DATA START
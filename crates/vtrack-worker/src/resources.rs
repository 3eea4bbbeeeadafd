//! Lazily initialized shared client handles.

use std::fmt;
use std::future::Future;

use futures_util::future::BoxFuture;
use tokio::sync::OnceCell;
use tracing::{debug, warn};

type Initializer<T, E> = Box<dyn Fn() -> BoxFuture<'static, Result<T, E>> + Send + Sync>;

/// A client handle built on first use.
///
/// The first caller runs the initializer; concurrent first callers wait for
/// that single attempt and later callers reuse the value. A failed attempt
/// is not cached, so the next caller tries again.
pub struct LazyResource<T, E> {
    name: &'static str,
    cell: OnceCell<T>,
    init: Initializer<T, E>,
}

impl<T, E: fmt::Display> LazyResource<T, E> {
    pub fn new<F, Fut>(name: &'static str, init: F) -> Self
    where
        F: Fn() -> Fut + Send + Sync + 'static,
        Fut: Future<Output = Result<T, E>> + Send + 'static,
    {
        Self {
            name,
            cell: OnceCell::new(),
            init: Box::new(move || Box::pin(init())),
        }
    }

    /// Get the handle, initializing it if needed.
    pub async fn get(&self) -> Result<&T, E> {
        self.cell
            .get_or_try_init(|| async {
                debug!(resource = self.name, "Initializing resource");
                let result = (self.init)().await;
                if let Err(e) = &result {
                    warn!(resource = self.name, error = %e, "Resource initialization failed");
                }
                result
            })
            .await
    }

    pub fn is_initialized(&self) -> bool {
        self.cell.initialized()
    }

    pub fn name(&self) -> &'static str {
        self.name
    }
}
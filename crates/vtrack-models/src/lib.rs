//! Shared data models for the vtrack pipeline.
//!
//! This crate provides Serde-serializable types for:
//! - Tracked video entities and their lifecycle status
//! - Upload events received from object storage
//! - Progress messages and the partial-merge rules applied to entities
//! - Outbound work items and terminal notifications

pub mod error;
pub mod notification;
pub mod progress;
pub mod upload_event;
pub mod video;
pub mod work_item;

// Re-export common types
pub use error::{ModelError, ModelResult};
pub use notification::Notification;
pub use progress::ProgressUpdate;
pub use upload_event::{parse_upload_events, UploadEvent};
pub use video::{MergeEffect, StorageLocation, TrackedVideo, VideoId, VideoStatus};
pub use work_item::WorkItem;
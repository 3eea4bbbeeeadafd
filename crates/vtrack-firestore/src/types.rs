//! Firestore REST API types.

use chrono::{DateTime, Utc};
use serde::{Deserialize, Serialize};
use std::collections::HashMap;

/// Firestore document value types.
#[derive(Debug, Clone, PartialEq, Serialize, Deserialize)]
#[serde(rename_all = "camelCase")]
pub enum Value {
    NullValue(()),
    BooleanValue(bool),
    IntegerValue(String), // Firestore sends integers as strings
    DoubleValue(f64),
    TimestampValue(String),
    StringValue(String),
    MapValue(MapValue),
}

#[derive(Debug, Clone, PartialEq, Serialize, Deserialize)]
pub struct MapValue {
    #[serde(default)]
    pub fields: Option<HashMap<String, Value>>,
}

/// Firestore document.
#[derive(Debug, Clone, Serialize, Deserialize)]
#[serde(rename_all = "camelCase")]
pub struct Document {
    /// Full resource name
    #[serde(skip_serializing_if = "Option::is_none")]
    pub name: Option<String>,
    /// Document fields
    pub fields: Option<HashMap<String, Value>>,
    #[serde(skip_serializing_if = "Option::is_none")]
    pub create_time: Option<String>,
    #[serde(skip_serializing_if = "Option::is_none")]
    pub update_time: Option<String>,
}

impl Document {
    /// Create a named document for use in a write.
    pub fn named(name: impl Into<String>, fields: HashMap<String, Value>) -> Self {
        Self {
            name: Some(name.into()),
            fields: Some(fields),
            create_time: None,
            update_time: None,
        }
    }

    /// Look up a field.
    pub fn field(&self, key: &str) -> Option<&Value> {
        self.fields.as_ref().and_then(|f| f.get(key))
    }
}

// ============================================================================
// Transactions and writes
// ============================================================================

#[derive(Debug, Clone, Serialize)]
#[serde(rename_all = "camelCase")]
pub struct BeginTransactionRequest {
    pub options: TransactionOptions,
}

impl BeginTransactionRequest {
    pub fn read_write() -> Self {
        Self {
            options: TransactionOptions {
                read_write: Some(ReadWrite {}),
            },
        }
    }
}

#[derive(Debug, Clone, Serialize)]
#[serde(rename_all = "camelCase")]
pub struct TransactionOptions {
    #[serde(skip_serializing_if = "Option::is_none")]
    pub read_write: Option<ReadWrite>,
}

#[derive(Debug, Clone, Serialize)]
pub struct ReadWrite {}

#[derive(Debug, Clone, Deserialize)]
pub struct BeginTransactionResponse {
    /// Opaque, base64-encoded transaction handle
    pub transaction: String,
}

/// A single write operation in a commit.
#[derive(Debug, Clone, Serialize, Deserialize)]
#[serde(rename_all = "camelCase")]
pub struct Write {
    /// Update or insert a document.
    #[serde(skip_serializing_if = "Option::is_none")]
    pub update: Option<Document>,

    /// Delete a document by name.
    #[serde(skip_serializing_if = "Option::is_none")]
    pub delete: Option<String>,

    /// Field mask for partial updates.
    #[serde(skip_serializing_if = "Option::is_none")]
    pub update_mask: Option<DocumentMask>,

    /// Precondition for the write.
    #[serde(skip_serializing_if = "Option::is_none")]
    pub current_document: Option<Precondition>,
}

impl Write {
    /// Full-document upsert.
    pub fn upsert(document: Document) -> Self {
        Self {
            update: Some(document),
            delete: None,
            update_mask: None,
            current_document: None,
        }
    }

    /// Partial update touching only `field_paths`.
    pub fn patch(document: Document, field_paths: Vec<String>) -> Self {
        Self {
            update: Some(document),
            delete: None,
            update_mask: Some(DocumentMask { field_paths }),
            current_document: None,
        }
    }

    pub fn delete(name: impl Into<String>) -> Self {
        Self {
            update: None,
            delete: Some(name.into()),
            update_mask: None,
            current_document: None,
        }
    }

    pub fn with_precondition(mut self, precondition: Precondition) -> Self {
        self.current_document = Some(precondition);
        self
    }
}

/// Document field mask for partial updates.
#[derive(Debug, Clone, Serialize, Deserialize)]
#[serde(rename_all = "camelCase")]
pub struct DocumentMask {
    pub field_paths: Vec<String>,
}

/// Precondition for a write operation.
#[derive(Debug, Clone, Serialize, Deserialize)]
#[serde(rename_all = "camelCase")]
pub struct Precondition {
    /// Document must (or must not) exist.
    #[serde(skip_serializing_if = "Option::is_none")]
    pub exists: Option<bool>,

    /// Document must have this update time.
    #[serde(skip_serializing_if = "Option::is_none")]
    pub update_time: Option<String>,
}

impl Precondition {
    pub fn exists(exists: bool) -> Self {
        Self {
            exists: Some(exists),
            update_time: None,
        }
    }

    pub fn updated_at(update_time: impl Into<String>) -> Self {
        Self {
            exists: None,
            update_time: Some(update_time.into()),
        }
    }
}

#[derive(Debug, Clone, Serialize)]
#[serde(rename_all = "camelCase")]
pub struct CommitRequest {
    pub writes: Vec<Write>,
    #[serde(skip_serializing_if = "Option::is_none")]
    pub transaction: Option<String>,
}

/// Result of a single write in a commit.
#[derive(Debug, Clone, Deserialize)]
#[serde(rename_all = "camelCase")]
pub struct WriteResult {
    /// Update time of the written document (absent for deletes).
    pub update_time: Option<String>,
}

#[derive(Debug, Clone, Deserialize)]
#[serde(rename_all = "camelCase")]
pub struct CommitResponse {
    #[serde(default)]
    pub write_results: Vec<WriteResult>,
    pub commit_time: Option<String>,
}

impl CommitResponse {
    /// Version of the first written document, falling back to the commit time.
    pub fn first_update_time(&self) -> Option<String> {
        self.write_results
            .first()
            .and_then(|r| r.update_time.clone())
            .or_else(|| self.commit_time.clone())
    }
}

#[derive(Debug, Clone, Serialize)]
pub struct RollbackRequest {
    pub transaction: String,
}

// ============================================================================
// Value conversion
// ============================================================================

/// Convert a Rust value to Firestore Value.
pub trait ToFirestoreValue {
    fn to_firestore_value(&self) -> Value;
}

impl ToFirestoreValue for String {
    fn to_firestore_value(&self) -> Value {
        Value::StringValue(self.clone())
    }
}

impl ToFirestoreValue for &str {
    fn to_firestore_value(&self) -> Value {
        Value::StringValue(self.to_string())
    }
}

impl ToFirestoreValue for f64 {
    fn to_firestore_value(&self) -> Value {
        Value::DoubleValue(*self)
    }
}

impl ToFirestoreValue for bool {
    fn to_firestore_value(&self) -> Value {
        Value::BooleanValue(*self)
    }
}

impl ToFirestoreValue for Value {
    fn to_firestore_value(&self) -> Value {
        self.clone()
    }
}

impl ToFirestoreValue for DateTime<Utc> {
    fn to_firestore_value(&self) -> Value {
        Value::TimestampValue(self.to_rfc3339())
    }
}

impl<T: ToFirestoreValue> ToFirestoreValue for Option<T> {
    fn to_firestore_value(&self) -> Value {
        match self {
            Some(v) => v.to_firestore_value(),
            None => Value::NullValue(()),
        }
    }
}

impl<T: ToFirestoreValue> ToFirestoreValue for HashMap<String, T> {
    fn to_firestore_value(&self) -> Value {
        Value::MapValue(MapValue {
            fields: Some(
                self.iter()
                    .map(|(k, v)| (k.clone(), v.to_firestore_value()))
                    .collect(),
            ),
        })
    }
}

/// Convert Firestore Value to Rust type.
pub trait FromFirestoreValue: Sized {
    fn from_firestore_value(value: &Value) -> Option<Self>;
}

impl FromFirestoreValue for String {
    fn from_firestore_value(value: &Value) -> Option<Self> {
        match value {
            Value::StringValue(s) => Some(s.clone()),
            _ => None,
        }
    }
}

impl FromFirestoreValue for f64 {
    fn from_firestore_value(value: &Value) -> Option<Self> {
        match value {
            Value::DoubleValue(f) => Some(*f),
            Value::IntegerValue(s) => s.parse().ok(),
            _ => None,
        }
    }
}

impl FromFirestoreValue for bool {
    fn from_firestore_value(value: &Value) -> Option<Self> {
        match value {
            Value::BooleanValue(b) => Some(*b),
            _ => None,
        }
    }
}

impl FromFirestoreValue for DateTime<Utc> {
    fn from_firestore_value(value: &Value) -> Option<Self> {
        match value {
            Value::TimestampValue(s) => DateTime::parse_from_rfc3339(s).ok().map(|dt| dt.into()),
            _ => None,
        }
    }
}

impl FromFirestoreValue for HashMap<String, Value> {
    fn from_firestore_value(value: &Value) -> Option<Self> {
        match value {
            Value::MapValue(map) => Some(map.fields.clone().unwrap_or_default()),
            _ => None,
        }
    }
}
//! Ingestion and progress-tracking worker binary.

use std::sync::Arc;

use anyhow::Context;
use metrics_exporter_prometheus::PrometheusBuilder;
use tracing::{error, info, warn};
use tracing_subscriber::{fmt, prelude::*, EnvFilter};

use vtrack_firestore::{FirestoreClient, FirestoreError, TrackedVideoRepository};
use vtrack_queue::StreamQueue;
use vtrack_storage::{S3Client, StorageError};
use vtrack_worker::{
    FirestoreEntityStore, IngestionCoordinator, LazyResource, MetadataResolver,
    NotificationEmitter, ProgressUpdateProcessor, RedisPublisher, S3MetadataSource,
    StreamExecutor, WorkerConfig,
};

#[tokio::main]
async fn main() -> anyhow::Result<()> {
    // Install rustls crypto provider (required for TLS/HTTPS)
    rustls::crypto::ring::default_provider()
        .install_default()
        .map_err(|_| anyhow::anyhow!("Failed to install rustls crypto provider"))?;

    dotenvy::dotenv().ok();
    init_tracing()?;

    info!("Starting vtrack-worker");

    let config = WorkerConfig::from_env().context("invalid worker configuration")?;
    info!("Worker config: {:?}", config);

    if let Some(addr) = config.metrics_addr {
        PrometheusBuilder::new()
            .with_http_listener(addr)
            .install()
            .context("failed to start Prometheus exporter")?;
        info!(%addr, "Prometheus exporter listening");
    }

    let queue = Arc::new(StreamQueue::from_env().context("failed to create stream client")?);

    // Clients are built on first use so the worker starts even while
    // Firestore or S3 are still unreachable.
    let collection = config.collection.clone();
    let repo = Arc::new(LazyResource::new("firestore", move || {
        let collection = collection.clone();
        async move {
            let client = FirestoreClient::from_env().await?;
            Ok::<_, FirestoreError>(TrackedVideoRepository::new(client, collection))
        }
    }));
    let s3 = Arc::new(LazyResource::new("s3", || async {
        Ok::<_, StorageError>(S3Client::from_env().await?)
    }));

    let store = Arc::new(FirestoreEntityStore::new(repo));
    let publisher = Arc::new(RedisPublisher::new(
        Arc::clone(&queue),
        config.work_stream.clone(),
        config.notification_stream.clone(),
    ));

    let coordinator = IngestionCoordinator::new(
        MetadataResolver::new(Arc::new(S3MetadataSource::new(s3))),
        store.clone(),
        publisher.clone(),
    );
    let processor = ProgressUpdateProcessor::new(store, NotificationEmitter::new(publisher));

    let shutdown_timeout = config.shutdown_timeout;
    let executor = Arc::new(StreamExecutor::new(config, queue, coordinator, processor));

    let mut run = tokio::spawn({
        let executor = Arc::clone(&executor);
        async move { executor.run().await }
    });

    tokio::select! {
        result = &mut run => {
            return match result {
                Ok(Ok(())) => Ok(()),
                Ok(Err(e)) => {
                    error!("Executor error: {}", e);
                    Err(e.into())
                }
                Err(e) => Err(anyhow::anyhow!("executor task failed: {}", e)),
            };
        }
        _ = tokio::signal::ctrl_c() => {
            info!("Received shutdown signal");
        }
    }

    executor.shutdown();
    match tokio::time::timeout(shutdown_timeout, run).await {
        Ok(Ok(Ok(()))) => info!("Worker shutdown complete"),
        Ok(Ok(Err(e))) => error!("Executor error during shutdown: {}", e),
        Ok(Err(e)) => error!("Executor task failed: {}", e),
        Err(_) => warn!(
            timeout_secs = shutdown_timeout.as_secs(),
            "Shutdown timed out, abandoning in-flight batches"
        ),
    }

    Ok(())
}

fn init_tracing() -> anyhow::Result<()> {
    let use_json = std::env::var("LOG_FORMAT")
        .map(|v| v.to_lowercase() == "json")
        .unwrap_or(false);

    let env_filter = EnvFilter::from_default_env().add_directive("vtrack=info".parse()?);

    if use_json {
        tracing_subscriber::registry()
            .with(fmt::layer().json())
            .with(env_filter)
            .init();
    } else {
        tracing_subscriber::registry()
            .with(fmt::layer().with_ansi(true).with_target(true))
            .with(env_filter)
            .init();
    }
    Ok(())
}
DATA END
-- TASK DESCRIPTION --
Work through the records line by line, and once you reach the final line, report only how many held "StringValue".

-- EXERCISE SOLUTION --
4